### What is expected
Copy out the line bearing "#![deny(unsafe_code)]" and all the lines after it, to the very end of the material below, exactly as written.

- Opening Delimiter -

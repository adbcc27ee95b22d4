//! unistream-protocol-openai
//!
//! OpenAI(-compatible) chat-completions protocol for unistream.
//!
//! Covers the `chat.completion.chunk` stream (including truly incremental
//! tool-call arguments), the OpenAI finish vocabulary, the error envelope, and
//! the non-streaming `chat.completion` parser. Vendors that speak the same
//! wire format (DeepSeek, Groq, xAI, OpenRouter, ...) only differ in their
//! provider id, which also names their provider-metadata namespace.
#![deny(unsafe_code)]

// Re-export the provider-agnostic core modules required by the protocol implementation.
pub use unistream_core::{self as core, spec};

pub mod standards;

pub use standards::openai::OpenAiCompatibleProtocol;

- Closing Delimiter -

### Your solution
#![deny(unsafe_code)]

// Re-export the provider-agnostic core modules required by the protocol implementation.
pub use unistream_core::{self as core, spec};

pub mod standards;

pub use standards::openai::OpenAiCompatibleProtocol;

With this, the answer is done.